Actualités of Wednesday, 5 November 2025
Source: www.camerounweb.com
Des conseillers présidentiels transformés en soldats du web
Dans les arcanes du pouvoir camerounais, une nouvelle forme de communication politique s'est imposée. Jeune Afrique révèle comment les plus hauts conseillers de la présidence se sont mués en activistes numériques pour contrer l'opposition d'Issa Tchiroma Bakary.
Charles Atangana Manda incarne cette mutation. Conseiller auprès du directeur du cabinet civil de Paul Biya, Samuel Mvondo Ayolo, il ne se contente plus de la diplomatie feutrée des palais. Selon les informations exclusives obtenues par Jeune Afrique, Manda pilote désormais une véritable cellule de riposte numérique, inondant les « boucles WhatsApp » de messages en majuscule, reprenant les éléments de langage des activistes pro-Biya.
« Le Cameroun s'est réveillé ce matin comme à l'accoutumée, sous l'intense activité de ses vaillantes populations ! » martèle-t-il dans ces groupes de discussion devenus champs de bataille. Une stratégie qui marque un tournant : pour la première fois, des officiels de ce rang s'affichent ouvertement comme combattants de première ligne dans la guerre de l'information.
Jeune Afrique a pu documenter la stratégie déployée par le Rassemblement démocratique du peuple camerounais (RDPC). Le parti au pouvoir, longtemps critiqué pour son retard dans la bataille numérique, a manifestement tiré les leçons des crises précédentes.
Jacques Fame Ndongo, ministre et secrétaire général à la communication du RDPC, coordonne cette riposte. Son objectif, révèle Jeune Afrique : dénoncer systématiquement les « fake news » de l'opposition et imposer un contre-récit en temps réel. « Un flux d'informations mensongères susceptibles de désorienter l'opinion publique », martèle le communiqué du parti, obtenu par nos soins.
Cette doctrine repose sur un réseau d'« activistes-journalistes », figures hybrides du journalisme et de la communication politique.

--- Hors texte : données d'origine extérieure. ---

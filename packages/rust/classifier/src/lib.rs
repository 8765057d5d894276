//! AI classification adapter.
//!
//! Turns free text and/or one image into a [`DealDraft`] through a single
//! structured-output model call. [`classify`] never fails: any error along the
//! way yields [`fallback_draft`], which has zero confidence and a fixed
//! rationale.

pub mod extraction;
pub mod gemini;
pub mod prompt;

use std::future::Future;

use base64::Engine;
use base64::engine::general_purpose::STANDARD as BASE64;
use chrono::NaiveDate;
use serde::{Deserialize, Serialize};
use tracing::{info, warn};

use dealdesk_shared::{DealDraft, Result};

pub use extraction::{ModelExtraction, fallback_draft, parse_extraction};
pub use gemini::GeminiClassifier;
pub use prompt::prompt_hash;

// ---------------------------------------------------------------------------
// Input
// ---------------------------------------------------------------------------

/// An image forwarded to the model, base64-encoded and tagged with its MIME type.
#[derive(Debug, Clone, PartialEq, Serialize, Deserialize)]
#[serde(rename_all = "camelCase")]
pub struct ImagePayload {
    pub mime_type: String,
    /// Standard base64 of the raw image bytes.
    pub data: String,
}

impl ImagePayload {
    pub fn from_bytes(mime_type: impl Into<String>, bytes: &[u8]) -> Self {
        Self {
            mime_type: mime_type.into(),
            data: BASE64.encode(bytes),
        }
    }
}

/// What the user handed over for analysis.
#[derive(Debug, Clone, Default, PartialEq, Serialize, Deserialize)]
pub struct ClassificationInput {
    #[serde(default, skip_serializing_if = "Option::is_none")]
    pub text: Option<String>,
    #[serde(default, skip_serializing_if = "Option::is_none")]
    pub image: Option<ImagePayload>,
}

impl ClassificationInput {
    pub fn text(text: impl Into<String>) -> Self {
        Self {
            text: Some(text.into()),
            image: None,
        }
    }

    /// True when there is neither non-blank text nor an image.
    pub fn is_empty(&self) -> bool {
        self.text.as_deref().is_none_or(|t| t.trim().is_empty()) && self.image.is_none()
    }
}

// ---------------------------------------------------------------------------
// Classifier seam
// ---------------------------------------------------------------------------

/// A model provider able to extract deal fields from an input.
pub trait DealClassifier: Send + Sync {
    /// Identifier of the model in use (part of the cache key).
    fn model_id(&self) -> &str;

    /// One request, no retry. Errors are returned here and absorbed by [`classify`].
    fn extract(
        &self,
        input: &ClassificationInput,
    ) -> impl Future<Output = Result<ModelExtraction>> + Send;
}

/// Classify `input`, stamping the result as a draft dated `today`.
///
/// Never fails; on any error the fallback draft is returned.
pub async fn classify<C: DealClassifier>(
    classifier: &C,
    input: &ClassificationInput,
    today: NaiveDate,
) -> DealDraft {
    match classifier.extract(input).await {
        Ok(extraction) => {
            let draft = extraction.into_draft(today);
            info!(
                model = classifier.model_id(),
                confidence = draft.confidence.unwrap_or(0),
                "classification succeeded"
            );
            draft
        }
        Err(e) => {
            warn!(model = classifier.model_id(), error = %e, "classification failed, using fallback");
            fallback_draft()
        }
    }
}

/// Today's date in local time, the stamp used for drafts.
pub fn today() -> NaiveDate {
    chrono::Local::now().date_naive()
}

#[cfg(test)]
mod tests {
    use super::*;
    use std::time::Duration;
    use url::Url;
    use wiremock::matchers::{body_partial_json, header, method, path};
    use wiremock::{Mock, MockServer, ResponseTemplate};

    use dealdesk_shared::{Category, DealStatus};

    const MODEL: &str = "gemini-2.5-flash";

    fn day() -> NaiveDate {
        NaiveDate::from_ymd_opt(2026, 10, 18).unwrap()
    }

    fn classifier_for(server: &MockServer, key: Option<&str>) -> GeminiClassifier {
        GeminiClassifier::new(
            Url::parse(&server.uri()).unwrap(),
            MODEL,
            key.map(String::from),
            Duration::from_secs(5),
        )
        .unwrap()
    }

    fn gemini_body(text: &str) -> serde_json::Value {
        serde_json::json!({
            "candidates": [{ "content": { "role": "model", "parts": [{ "text": text }] } }]
        })
    }

    #[test]
    fn input_emptiness() {
        assert!(ClassificationInput::default().is_empty());
        assert!(ClassificationInput::text("   ").is_empty());
        assert!(!ClassificationInput::text("NPL portfolio").is_empty());
        let image_only = ClassificationInput {
            text: None,
            image: Some(ImagePayload::from_bytes("image/png", b"x")),
        };
        assert!(!image_only.is_empty());
    }

    #[tokio::test]
    async fn successful_call_is_stamped_draft() {
        let server = MockServer::start().await;
        let model_json = r#"{"title":"Superbonus credit transfer","category":"finance","location":"Milan","indicativeValue":7500000,"confidence":92,"confidenceReason":"Certified documents"}"#;

        Mock::given(method("POST"))
            .and(path(format!("/models/{MODEL}:generateContent")))
            .and(header("x-goog-api-key", "test-key"))
            .and(body_partial_json(serde_json::json!({
                "generationConfig": { "responseMimeType": "application/json" }
            })))
            .respond_with(ResponseTemplate::new(200).set_body_json(gemini_body(model_json)))
            .expect(1)
            .mount(&server)
            .await;

        let classifier = classifier_for(&server, Some("test-key"));
        let draft = classify(&classifier, &ClassificationInput::text("credits"), day()).await;

        assert!(!draft.failed);
        assert_eq!(draft.title.as_deref(), Some("Superbonus credit transfer"));
        assert_eq!(draft.category, Some(Category::Finance));
        assert_eq!(draft.confidence, Some(92));
        assert_eq!(draft.status, Some(DealStatus::Analysis));
        assert_eq!(draft.insertion_date, Some(day()));
        assert_eq!(draft.is_draft, Some(true));
    }

    #[tokio::test]
    async fn http_error_yields_fallback() {
        let server = MockServer::start().await;
        Mock::given(method("POST"))
            .respond_with(ResponseTemplate::new(500).set_body_string("internal"))
            .expect(1)
            .mount(&server)
            .await;

        let classifier = classifier_for(&server, Some("test-key"));
        let draft = classify(&classifier, &ClassificationInput::text("x"), day()).await;

        assert!(draft.failed);
        assert_eq!(draft.confidence, Some(0));
        assert!(!draft.confidence_reason.unwrap().is_empty());
    }

    #[tokio::test]
    async fn invalid_model_json_yields_fallback() {
        let server = MockServer::start().await;
        Mock::given(method("POST"))
            .respond_with(
                ResponseTemplate::new(200).set_body_json(gemini_body("{ this is not json")),
            )
            .mount(&server)
            .await;

        let classifier = classifier_for(&server, Some("test-key"));
        let draft = classify(&classifier, &ClassificationInput::text("x"), day()).await;
        assert!(draft.failed);
        assert_eq!(draft.confidence, Some(0));
    }

    #[tokio::test]
    async fn empty_candidates_yield_fallback() {
        let server = MockServer::start().await;
        Mock::given(method("POST"))
            .respond_with(
                ResponseTemplate::new(200)
                    .set_body_json(serde_json::json!({ "promptFeedback": { "blockReason": "SAFETY" } })),
            )
            .mount(&server)
            .await;

        let classifier = classifier_for(&server, Some("test-key"));
        let draft = classify(&classifier, &ClassificationInput::text("x"), day()).await;
        assert!(draft.failed);
    }

    #[tokio::test]
    async fn missing_api_key_yields_fallback_without_request() {
        let server = MockServer::start().await;
        Mock::given(method("POST"))
            .respond_with(ResponseTemplate::new(200))
            .expect(0)
            .mount(&server)
            .await;

        let classifier = classifier_for(&server, None);
        let draft = classify(&classifier, &ClassificationInput::text("x"), day()).await;
        assert!(draft.failed);
    }

    #[tokio::test]
    async fn unreachable_endpoint_yields_fallback() {
        // Port 9 (discard) on localhost: connection refused.
        let classifier = GeminiClassifier::new(
            Url::parse("http://127.0.0.1:9").unwrap(),
            MODEL,
            Some("k".into()),
            Duration::from_secs(2),
        )
        .unwrap();
        let draft = classify(&classifier, &ClassificationInput::text("x"), day()).await;
        assert!(draft.failed);
        assert_eq!(draft.confidence, Some(0));
    }
}
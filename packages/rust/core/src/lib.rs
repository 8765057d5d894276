//! Domain logic for DealDesk.
//!
//! This crate owns the application state and everything the front ends do
//! with it: CSV referent import, draft reconciliation, dashboard figures,
//! deal filtering, navigation rules, file intake, and cached analysis.

pub mod analysis;
pub mod csv_import;
pub mod dashboard;
pub mod intake;
pub mod navigation;
pub mod query;
pub mod reconcile;
pub mod seed;
pub mod state;

pub use analysis::analyze;
pub use csv_import::{ColumnMap, Delimiter, ImportOutcome, detect_delimiter, import_referents};
pub use dashboard::{Kpis, Recommendation, format_eur};
pub use intake::{Attachment, AttachmentBody, load_attachment};
pub use navigation::{Navigation, Tab};
pub use query::DealFilter;
pub use reconcile::{DraftContext, enrich_deal, new_deal_from_draft, value_range_for};
pub use state::{AppState, DeletionTarget, NewReferent, PendingDeletion};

Raoul Christophe Bia et Bruno Bidjang, officiellement reporters mais proches des cercles du pouvoir selon nos informations, inondent Facebook de contenus pro-régime. « À Bata Nlongkak, ça vit fort avec les bouchons », « À Bafoussam, mes beaux sont versés dehors aujourd'hui, on dirait un défilé du 20 mai » : leurs publications visent à démontrer que le pays fonctionne normalement.
Jeune Afrique révèle une tactique inédite : le RDPC pratique désormais ce qu'on pourrait appeler du « fact-checking inversé ». Face à la vidéo d'une boutique incendiée, diffusée par Paul Chouta et présentée comme la sanction d'un commerçant n'ayant pas respecté la « ville morte », Bia rétorque qu'il s'agit « d'un problème d'électricité ». Le tout ponctué de moqueries : « Bande de mentairs ! »
Cette guerre de vérifications croisées crée un brouillard informationnel que Jeune Afrique a pu constater sur le terrain numérique : chaque camp produit ses « preuves », chaque image est contestée, chaque chiffre démenti. Boris Bertolt affirme un taux de suivi des villes mortes à « 78 % sur l'ensemble du territoire national ». Le RDPC rétorque que « toutes les villes camerounaises sont mortes… de rire ce matin ».
L'enquête de Jeune Afrique met en lumière le rôle central de WhatsApp dans cette stratégie. Contrairement à Facebook ou X, plus visibles et contrôlables, les « boucles WhatsApp » permettent une diffusion virale et ciblée, difficile à tracer et à contrer.
Ces groupes de discussion sont devenus le canal privilégié pour toucher les relais d'opinion, les leaders communautaires et les militants de base. Charles Atangana Manda y déploie une communication directe, sans filtre éditorial, créant une proximité inédite entre le sommet de l'État et les sympathisants du régime.
Cette mutation témoigne d'une professionnalisation de la communication présidentielle camerounaise, qui mise désormais sur la réactivité et l'omniprésence numérique plutôt que sur les canaux traditionnels. Un changement de doctrine que Jeune Afrique est le premier média à documenter dans ses détails opérationnels.